There was just one down side -  while Dr. Mugyenyi focused on the specific vulnerabilities of very young children and women to infection, he did not elaborate on the particular needs of adolescents. According to UNAIDS, young people under the age of 25 comprise 45 percent of all new infections. Young people must be at the core of any new strategy. The stigma of sex blocks the information and resources critical to the prevention of transmission among youth.  Dr. Mugyenyi’s point, that reproductive health care must be integrated with HIV testing and care services, would not only serve women, but also young people. Adequate sexual and reproductive health care resources for young people would serve to help normalize sexual health among adolescents and young adults, thus weakening the power of stigma to fuel new infections transmitted through unprotected sex. 
 
As Dr. Mugyenyi is a pediatrician, I am sure that he is aware of the epidemic among youth. But we must all ensure that the realities of HIV among adolescents are never an afterthought when we discuss prevention strategies.
 
Fifteen years after the International Conference on Population and Development (ICPD) in Cairo, Egypt, where participating country delegations established that young people have the right to medically accurate information and evidence-based care for their sexual and reproductive health, the inclusion of adolescents and young adults in HIV prevention strategies should be a given.

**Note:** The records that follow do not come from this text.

/// Gives the remaining multi-successor blocks a selection construct.
///
/// After the fixpoint, a conditional whose targets are both landmarks of the
/// enclosing constructs (break/continue edges) carries no merge declaration
/// yet. Wrap each outgoing edge in a trampoline and declare a fresh,
/// unreachable merge block, so every multi-successor block heads a construct
/// of its own.
fn normalize_bare_conditionals(ctx: &mut Context, region: Region) {
    for label in ctx.children_vec(region) {
        if !ctx.is_spv(label, Op::Label) {
            continue;
        }
        let Some(terminator) = terminator_of(ctx, label) else {
            continue;
        };
        if !ctx.spv_op(terminator).is_some_and(Op::is_branch) {
            continue;
        }
        if ctx.spv_op(terminator) == Some(Op::Branch) {
            continue;
        }
        if ctx.prev(terminator).is_some_and(|prev| {
            matches!(
                ctx.spv_op(prev),
                Some(Op::SelectionMerge) | Some(Op::LoopMerge)
            )
        }) {
            continue;
        }

        let loc = ctx.loc(terminator);
        let targets = branch_targets(ctx, terminator);

        for target in targets {
            let mut tail = Builder::append(ctx, region);
            let trampoline = tail.label(loc);
            tail.branch(loc, target);

            // Retarget one edge at a time so duplicate targets each get
            // their own trampoline.
            for index in 0..ctx.operands(terminator).len() {
                if ctx.operand_value(terminator, index) == Some(target) {
                    ctx.replace_operand(terminator, index, Operand::Value(trampoline));
                    break;
                }
            }
            for phi in block_phis(ctx, target) {
                for index in (2..ctx.operands(phi).len()).step_by(2) {
                    if ctx.operand_value(phi, index) == Some(label) {
                        ctx.replace_operand(phi, index, Operand::Value(trampoline));
                    }
                }
            }
        }

        let mut tail = Builder::append(ctx, region);
        let merge = tail.label(loc);
        tail.unreachable(loc);
        Builder::before(ctx, terminator).selection_merge(loc, merge);
    }
    ctx.invalidate_analyses();
}

fn entry_label(ctx: &Context, region: Region) -> Node {
    ctx.children_vec(region)
        .into_iter()
        .find(|&node| ctx.is_spv(node, Op::Label))
        .expect("region has an entry label")
}

fn construct_cfg(ctx: &Context, header: Node, merge: Node) -> Cfg {
    Cfg::build_bounded(ctx, header, &HashSet::from([merge]))
}

/// Swaps `old_target` for `new_target` in a terminator (and in the merge
/// instruction preceding it, so merge declarations track their labels).
fn replace_terminator_target(
    ctx: &mut Context,
    terminator: Node,
    old_target: Node,
    new_target: Node,
) -> bool {
    let mut changed = false;
    for index in 0..ctx.operands(terminator).len() {
        if ctx.operand_value(terminator, index) == Some(old_target) {
            ctx.replace_operand(terminator, index, Operand::Value(new_target));
            changed = true;
        }
    }
    if !changed {
        return false;
    }

    if let Some(merge_inst) = ctx.prev(terminator) {
        if matches!(
            ctx.spv_op(merge_inst),
            Some(Op::SelectionMerge) | Some(Op::LoopMerge)
        ) {
            for index in 0..ctx.operands(merge_inst).len() {
                if ctx.operand_value(merge_inst, index) == Some(old_target) {
                    ctx.replace_operand(merge_inst, index, Operand::Value(new_target));
                }
            }
        }
    }
    true
}

/// Phi instructions at the head of the block starting at `label`.
fn block_phis(ctx: &Context, label: Node) -> Vec<Node> {
    let mut phis = Vec::new();
    let mut cursor = ctx.next(label);
    while let Some(node) = cursor {
        if !ctx.is_spv(node, Op::Phi) {
            break;
        }
        phis.push(node);
        cursor = ctx.next(node);
    }
    phis
}

/// Instructions of the block at `label`, terminator excluded.
fn block_without_terminator(ctx: &Context, label: Node) -> Vec<Node> {
    let mut result = vec![label];
    let mut cursor = ctx.next(label);
    while let Some(node) = cursor {
        if ctx.spv_op(node).is_some_and(Op::is_terminator) {
            break;
        }
        result.push(node);
        cursor = ctx.next(node);
    }
    result
}

/// Inserts a block between `preds` and `to`: the trampoline branches straight
/// to `to`, every pred is rewired onto it, and `to`'s phis are split so each
/// block still lists exactly its own predecessors.
fn create_trampoline(ctx: &mut Context, preds: &[Node], to: Node, to_pred_count: usize) -> (Node, Node) {
    assert!(!preds.is_empty(), "trampoline needs at least one edge");
    let loc = ctx.loc(to);

    let mut builder = Builder::before(ctx, to);
    let trampoline = builder.label(loc);
    let terminator = builder.branch(loc, to);

    if preds.len() == to_pred_count {
        // Every predecessor moves: the phis themselves move wholesale.
        for phi in block_phis(ctx, to) {
            ctx.unlink(phi);
            ctx.insert_after(trampoline, phi);
        }
    } else if preds.len() == 1 {
        let pred = preds[0];
        for phi in block_phis(ctx, to) {
            for index in (2..ctx.operands(phi).len()).step_by(2) {
                if ctx.operand_value(phi, index) == Some(pred) {
                    ctx.replace_operand(phi, index, Operand::Value(trampoline));
                }
            }
        }
    } else {
        // A strict subset of >1 predecessors: fold their incomings into a
        // fresh phi inside the trampoline.
        for phi in block_phis(ctx, to) {
            let phi_type = ctx.value_type(phi).expect("phi has a type");
            let phi_loc = ctx.loc(phi);
            let new_phi = Builder::after(ctx, trampoline).phi(phi_loc, phi_type);

            let mut index = 1;
            while index < ctx.operands(phi).len() {
                let incoming_label = ctx.operand_value(phi, index + 1);
                let from_moved = incoming_label.is_some_and(|label| preds.contains(&label));
                if from_moved {
                    let value = ctx.erase_operand(phi, index);
                    let label = ctx.erase_operand(phi, index);
                    ctx.add_operand(new_phi, value);
                    ctx.add_operand(new_phi, label);
                } else {
                    index += 2;
                }
            }

            ctx.add_operand(phi, Operand::Value(new_phi));
            ctx.add_operand(phi, Operand::Value(trampoline));
        }
    }

    for &pred in preds {
        let pred_terminator = terminator_of(ctx, pred).expect("predecessor has a terminator");
        replace_terminator_target(ctx, pred_terminator, to, trampoline);
    }

    (trampoline, terminator)
}
//! Shared builders for the recompiler integration tests: a small semantic
//! module compiled from IR, GCN word encoders, and structural checks over
//! emitted SPIR-V.
#![allow(dead_code)]

use orbis_ir::analysis::{branch_targets, terminator_of};
use orbis_ir::spv::{self, Op, StorageClass};
use orbis_ir::{Builder, Context, Kind, Location, Node, Operand};
use std::collections::HashSet;

/// Wires `tracing` output into the test harness. Safe to call repeatedly.
pub fn init_tracing() {
    let _ = tracing_subscriber::fmt().with_test_writer().try_init();
}

/// Builds a semantic module covering the scalar ALU subset the tests use:
/// `add_u32`, `addc_u32` (carry through `scc`), and `cmp_eq_u32`.
pub fn build_semantic_module() -> Vec<u32> {
    let mut ctx = Context::new();
    let loc = Location::Unknown;

    let caps = ctx.section(spv::Section::Capabilities);
    Builder::append(&mut ctx, caps).emit(
        loc,
        Kind::Spv,
        Op::Capability as u32,
        vec![Operand::Int32(spv::CAPABILITY_SHADER)],
    );
    let memory_model = ctx.section(spv::Section::MemoryModel);
    Builder::append(&mut ctx, memory_model).emit(
        loc,
        Kind::Spv,
        Op::MemoryModel as u32,
        vec![
            Operand::Int32(spv::ADDRESSING_MODEL_LOGICAL),
            Operand::Int32(spv::MEMORY_MODEL_GLSL450),
        ],
    );

    let bool_type = ctx.type_bool();
    let u32_type = ctx.type_uint32();
    let void_type = ctx.type_void();

    // The carry/compare bit lives in the canonical `scc` register variable.
    let scc = {
        let pointer = ctx.type_pointer(StorageClass::Private, bool_type);
        let globals = ctx.section(spv::Section::Globals);
        let variable =
            Builder::append(&mut ctx, globals).variable(loc, pointer, StorageClass::Private);
        let debugs = ctx.section(spv::Section::Debugs);
        Builder::append(&mut ctx, debugs).name(loc, variable, "scc");
        variable
    };

    let param_pointer = ctx.type_pointer(StorageClass::Function, u32_type);
    let binary_fn = ctx.type_function(u32_type, &[param_pointer, param_pointer]);
    let compare_fn = ctx.type_function(void_type, &[param_pointer, param_pointer]);

    let begin_function =
        |ctx: &mut Context, name: &str, return_type: Node, fn_type: Node| -> (Node, Node, Node) {
            let functions = ctx.section(spv::Section::Functions);
            let function = Builder::append(ctx, functions).emit_value(
                loc,
                Kind::Spv,
                Op::Function as u32,
                vec![
                    return_type.into(),
                    Operand::Int32(spv::FUNCTION_CONTROL_NONE),
                    fn_type.into(),
                ],
            );
            let p0 = Builder::append(ctx, functions).emit_value(
                loc,
                Kind::Spv,
                Op::FunctionParameter as u32,
                vec![param_pointer.into()],
            );
            let p1 = Builder::append(ctx, functions).emit_value(
                loc,
                Kind::Spv,
                Op::FunctionParameter as u32,
                vec![param_pointer.into()],
            );
            Builder::append(ctx, functions).label(loc);
            let debugs = ctx.section(spv::Section::Debugs);
            Builder::append(ctx, debugs).name(loc, function, name);
            (function, p0, p1)
        };

    // add_u32(a, b) -> a + b, carry in scc.
    {
        let (_, p0, p1) = begin_function(&mut ctx, "add_u32(uu;)", u32_type, binary_fn);
        let functions = ctx.section(spv::Section::Functions);
        let mut builder = Builder::append(&mut ctx, functions);
        let a = builder.load(loc, u32_type, p0);
        let b = builder.load(loc, u32_type, p1);
        let sum = builder.i_add(loc, u32_type, a, b);
        let carry = builder.binary(loc, Op::ULessThan, bool_type, sum, a);
        builder.store(loc, scc, carry);
        builder.emit(loc, Kind::Spv, Op::ReturnValue as u32, vec![sum.into()]);
        builder.emit(loc, Kind::Spv, Op::FunctionEnd as u32, vec![]);
    }

    // addc_u32(a, b) -> a + b + scc, carry back into scc.
    {
        let (_, p0, p1) = begin_function(&mut ctx, "addc_u32(uu;)", u32_type, binary_fn);
        let one = ctx.const_u32(1);
        let zero = ctx.const_u32(0);
        let functions = ctx.section(spv::Section::Functions);
        let mut builder = Builder::append(&mut ctx, functions);
        let a = builder.load(loc, u32_type, p0);
        let b = builder.load(loc, u32_type, p1);
        let carry_in = builder.load(loc, bool_type, scc);
        let carry_word = builder.select(loc, u32_type, carry_in, one, zero);
        let partial = builder.i_add(loc, u32_type, a, b);
        let sum = builder.i_add(loc, u32_type, partial, carry_word);
        let carry = builder.binary(loc, Op::ULessThan, bool_type, sum, a);
        builder.store(loc, scc, carry);
        builder.emit(loc, Kind::Spv, Op::ReturnValue as u32, vec![sum.into()]);
        builder.emit(loc, Kind::Spv, Op::FunctionEnd as u32, vec![]);
    }

    // cmp_eq_u32(a, b): scc = (a == b).
    {
        let (_, p0, p1) = begin_function(&mut ctx, "cmp_eq_u32(uu;)", void_type, compare_fn);
        let functions = ctx.section(spv::Section::Functions);
        let mut builder = Builder::append(&mut ctx, functions);
        let a = builder.load(loc, u32_type, p0);
        let b = builder.load(loc, u32_type, p1);
        let equal = builder.binary(loc, Op::IEqual, bool_type, a, b);
        builder.store(loc, scc, equal);
        builder.ret(loc);
        builder.emit(loc, Kind::Spv, Op::FunctionEnd as u32, vec![]);
    }

    spv::serialize(&ctx, 0)
}

// ---- GCN word encoders --------------------------------------------------

pub fn sop1_word(op: u32, sdst: u32, ssrc0: u32) -> u32 {
    (0b1_0111_1101 << 23) | (sdst << 16) | (op << 8) | ssrc0
}

pub fn sop2_word(op: u32, sdst: u32, ssrc0: u32, ssrc1: u32) -> u32 {
    (0b10 << 30) | (op << 23) | (sdst << 16) | (ssrc1 << 8) | ssrc0
}

pub fn sopc_word(op: u32, ssrc0: u32, ssrc1: u32) -> u32 {
    (0b1_0111_1110 << 23) | (op << 16) | (ssrc1 << 8) | ssrc0
}

pub fn sopp_word(op: u32, simm: i16) -> u32 {
    (0b1_0111_1111 << 23) | (op << 16) | (simm as u16 as u32)
}

pub const ENDPGM: u32 = 0xBF81_0000;

/// Word fetch over an in-memory program based at 0.
pub fn reader(words: Vec<u32>) -> impl FnMut(u64) -> u32 {
    move |address| {
        let index = usize::try_from(address / 4).expect("address fits");
        words[index]
    }
}

// ---- output inspection --------------------------------------------------

pub fn parse_output(spirv: &[u32]) -> Context {
    let mut ctx = Context::new();
    spv::deserialize(&mut ctx, spirv).expect("emitted SPIR-V deserializes");
    ctx
}

pub fn function_section_nodes(ctx: &Context) -> Vec<Node> {
    ctx.section_if_present(spv::Section::Functions)
        .map(|region| ctx.children_vec(region))
        .unwrap_or_default()
}

pub fn labels(ctx: &Context) -> Vec<Node> {
    function_section_nodes(ctx)
        .into_iter()
        .filter(|&node| ctx.is_spv(node, Op::Label))
        .collect()
}

pub fn find_instructions(ctx: &Context, op: Op) -> Vec<Node> {
    function_section_nodes(ctx)
        .into_iter()
        .filter(|&node| ctx.is_spv(node, op))
        .collect()
}

/// Structurizer soundness over emitted code: every multi-successor block
/// carries `OpSelectionMerge` or `OpLoopMerge`, and merge labels are unique.
pub fn assert_structured(ctx: &Context) {
    let mut merges: HashSet<Node> = HashSet::new();
    for label in labels(ctx) {
        let Some(terminator) = terminator_of(ctx, label) else {
            continue;
        };
        let successors = branch_targets(ctx, terminator);
        let merge_inst = ctx.prev(terminator).filter(|&prev| {
            matches!(
                ctx.spv_op(prev),
                Some(Op::SelectionMerge) | Some(Op::LoopMerge)
            )
        });
        if successors.len() > 1 {
            assert!(
                merge_inst.is_some(),
                "multi-successor block without a merge declaration"
            );
        }
        if let Some(merge_inst) = merge_inst {
            let merge = ctx.operand_value(merge_inst, 0).expect("merge label");
            assert!(merges.insert(merge), "merge block shared by two headers");
        }
    }
}

/// The emitted module has no instruction outside the SPIR-V dialect and a
/// single entry point named "main".
pub fn assert_module_shape(ctx: &Context) {
    let entry_points = ctx
        .section_if_present(spv::Section::EntryPoints)
        .map(|region| ctx.children_vec(region))
        .unwrap_or_default();
    assert_eq!(entry_points.len(), 1, "exactly one entry point");
    assert_eq!(
        ctx.operand(entry_points[0], 2).as_str(),
        Some("main"),
        "entry point is named main"
    );
}
use orbis_ir::spv::{Op, StorageClass};
use orbis_ir::{clone_node, Builder, Context, Kind, Location, Node, Operand, OverrideMap};
use pretty_assertions::assert_eq;
use proptest::prelude::*;

#[test]
fn types_are_interned_by_structure() {
    let mut ctx = Context::new();
    let a = ctx.type_int(32, false);
    let b = ctx.type_int(32, false);
    assert_eq!(a, b);

    let signed = ctx.type_int(32, true);
    assert_ne!(a, signed);

    let vec_a = ctx.type_vector(a, 2);
    let vec_b = ctx.type_vector(b, 2);
    assert_eq!(vec_a, vec_b);

    let ptr_a = ctx.type_pointer(StorageClass::Private, vec_a);
    let ptr_b = ctx.type_pointer(StorageClass::Private, vec_b);
    assert_eq!(ptr_a, ptr_b);
    let ptr_fn = ctx.type_pointer(StorageClass::Function, vec_a);
    assert_ne!(ptr_a, ptr_fn);
}

#[test]
fn constants_are_interned_per_type() {
    let mut ctx = Context::new();
    assert_eq!(ctx.const_u32(7), ctx.const_u32(7));
    assert_ne!(ctx.const_u32(7), ctx.const_u32(8));
    // Same bit pattern under a different type is a different constant.
    assert_ne!(ctx.const_u32(7), ctx.const_i32(7));
    assert_eq!(ctx.const_bool(true), ctx.const_bool(true));
    assert_ne!(ctx.const_bool(true), ctx.const_bool(false));
}

#[test]
fn use_lists_track_operands_exactly_once() {
    let mut ctx = Context::new();
    let region = ctx.create_region();
    let u32_type = ctx.type_uint32();
    let one = ctx.const_u32(1);

    let mut builder = Builder::append(&mut ctx, region);
    let loc = Location::Unknown;
    let sum = builder.i_add(loc, u32_type, one, one);

    // `one` appears as two distinct operand slots of `sum`.
    let sites: Vec<_> = ctx
        .uses(one)
        .iter()
        .filter(|site| site.user == sum)
        .collect();
    assert_eq!(sites.len(), 2);
    let mut indices: Vec<usize> = sites.iter().map(|site| site.index).collect();
    indices.sort_unstable();
    assert_eq!(indices, vec![1, 2]);
}

#[test]
fn replace_all_uses_moves_the_use_list() {
    let mut ctx = Context::new();
    let region = ctx.create_region();
    let u32_type = ctx.type_uint32();
    let one = ctx.const_u32(1);
    let loc = Location::Unknown;

    let temp = {
        let mut builder = Builder::append(&mut ctx, region);
        builder.undef(loc, u32_type)
    };
    let sum = {
        let mut builder = Builder::append(&mut ctx, region);
        builder.i_add(loc, u32_type, temp, one)
    };

    let replacement = ctx.const_u32(9);
    let before = ctx.uses(replacement).len();
    ctx.replace_all_uses_with(temp, replacement);

    assert!(ctx.uses(temp).is_empty());
    assert_eq!(ctx.uses(replacement).len(), before + 1);
    assert_eq!(ctx.operand_value(sum, 1), Some(replacement));

    // With no uses left the node can be removed.
    ctx.remove(temp);
    assert!(ctx.parent(temp).is_none());
}

#[test]
fn erase_operand_keeps_use_indices_consistent() {
    let mut ctx = Context::new();
    let region = ctx.create_region();
    let u32_type = ctx.type_uint32();
    let a = ctx.const_u32(10);
    let b = ctx.const_u32(20);

    let mut builder = Builder::append(&mut ctx, region);
    let node = builder.emit_value(
        Location::Unknown,
        Kind::Spv,
        Op::CompositeConstruct as u32,
        vec![u32_type.into(), a.into(), b.into()],
    );

    ctx.erase_operand(node, 1);
    assert_eq!(ctx.operands(node).len(), 2);
    assert_eq!(ctx.operand_value(node, 1), Some(b));
    // b's use site must have shifted from index 2 to index 1.
    assert!(ctx
        .uses(b)
        .iter()
        .any(|site| site.user == node && site.index == 1));
    assert!(!ctx.uses(a).iter().any(|site| site.user == node));
}

#[test]
fn region_linking_preserves_order() {
    let mut ctx = Context::new();
    let region = ctx.create_region();
    let loc = Location::Unknown;

    let (first, second, third) = {
        let mut builder = Builder::append(&mut ctx, region);
        let first = builder.label(loc);
        let third = builder.label(loc);
        (first, ctx.create(loc, Kind::Spv, Op::Label as u32, true, vec![]), third)
    };
    ctx.insert_after(first, second);

    assert_eq!(ctx.children_vec(region), vec![first, second, third]);

    ctx.unlink(second);
    assert_eq!(ctx.children_vec(region), vec![first, third]);
    ctx.insert_before(first, second);
    assert_eq!(ctx.children_vec(region), vec![second, first, third]);
}

#[test]
fn clone_remaps_internal_references_and_honors_pins() {
    let mut ctx = Context::new();
    let region = ctx.create_region();
    let u32_type = ctx.type_uint32();
    let one = ctx.const_u32(1);
    let loc = Location::Unknown;

    let base = {
        let mut builder = Builder::append(&mut ctx, region);
        builder.undef(loc, u32_type)
    };
    let sum = {
        let mut builder = Builder::append(&mut ctx, region);
        builder.i_add(loc, u32_type, base, one)
    };

    let mut cmap = OverrideMap::new();
    // Interned nodes and the shared operand stay pinned.
    cmap.pin(u32_type);
    cmap.pin(one);

    let cloned_sum = clone_node(&mut ctx, sum, &mut cmap);
    assert_ne!(cloned_sum, sum);
    assert_eq!(ctx.operand_value(cloned_sum, 0), Some(u32_type));
    assert_eq!(ctx.operand_value(cloned_sum, 2), Some(one));

    let cloned_base = ctx.operand_value(cloned_sum, 1).expect("operand");
    assert_ne!(cloned_base, base, "unpinned operand must be cloned");
    assert_eq!(ctx.op_of(cloned_base), ctx.op_of(base));
}

proptest! {
    /// Interning is a pure function of structure: any sequence of integer
    /// type requests yields identical nodes for identical parameters.
    #[test]
    fn interning_is_deterministic(widths in proptest::collection::vec((1u32..=64, any::<bool>()), 1..32)) {
        let mut ctx = Context::new();
        let first: Vec<Node> = widths.iter().map(|&(w, s)| ctx.type_int(w, s)).collect();
        let second: Vec<Node> = widths.iter().map(|&(w, s)| ctx.type_int(w, s)).collect();
        prop_assert_eq!(first, second);
    }

    /// Every value operand of every instruction appears in the value's use
    /// list exactly once.
    #[test]
    fn use_lists_stay_consistent(values in proptest::collection::vec(0u32..8, 1..24)) {
        let mut ctx = Context::new();
        let region = ctx.create_region();
        let u32_type = ctx.type_uint32();
        let constants: Vec<Node> = (0..8).map(|v| ctx.const_u32(v)).collect();

        let mut created = Vec::new();
        for pair in values.chunks(2) {
            let lhs = constants[pair[0] as usize];
            let rhs = constants[*pair.get(1).unwrap_or(&0) as usize];
            let mut builder = Builder::append(&mut ctx, region);
            created.push(builder.i_add(Location::Unknown, u32_type, lhs, rhs));
        }

        for &node in &created {
            for (index, operand) in ctx.operands(node).iter().enumerate() {
                if let Some(value) = operand.as_value() {
                    let count = ctx
                        .uses(value)
                        .iter()
                        .filter(|site| site.user == node && site.index == index)
                        .count();
                    prop_assert_eq!(count, 1);
                }
            }
        }
    }
}

#[test]
fn operand_accessors_roundtrip() {
    let op: Operand = 3i32.into();
    assert_eq!(op.as_i32(), Some(3));
    let op: Operand = true.into();
    assert_eq!(op.as_bool(), Some(true));
    let op: Operand = "main".into();
    assert_eq!(op.as_str(), Some("main"));
}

Well, here we are fifteen years later and we are still fighting for inclusion.
 
Let’s take full advantage of this political springtime – this new beginning -  in the United States by demanding a change in U.S. global AIDS policies.
 
Just as we knew that ARVs saved lives and used our “political will” to make the impossible possible (their delivery in low-resource settings), we can garner that same “political will” to ensure that comprehensive, medically accurate information about the prevention of HIV - especially for young people - also be available. 
 
In a closing anecdote, Dr. Mugyenyi noted that, before PEPFAR was a household acronym, he sat in a meeting of public health officials in Uganda. The group collectively stated that anti-retroviral delivery could never take place in Uganda on the same scale and with the same efficacy as it had in the United States. Dr. Mugyenyi said he got up and left the meeting, never to return. He had decided not to waste his time with the naysayers, but to invest in making antiretroviral therapy a reality in his country. Today, Dr. Mugyenyi proudly noted, anti-retroviral delivery and adherence to treatment in Uganda is “just as good” and in some cases “better” than in the United States.  
 
This is a strategy I have not yet employed in my fight to have U.S. global HIV prevention policy reflect the realities of young people’s lives, but it sounds like it’s a tactic waiting for the moment. Next time policy makers smugly tell me that young people cannot handle comprehensive HIV prevention education, or do not need access to sexual and reproductive health services, I’ll be sure not to let the door hit me on the way out. 

Comments
Hiding the sometimes harsh realities of live from young people is not going to save them from it- it's going to make them more susceptible to it. The faster the world learns that, the better. And it's our job to tell them! Good post.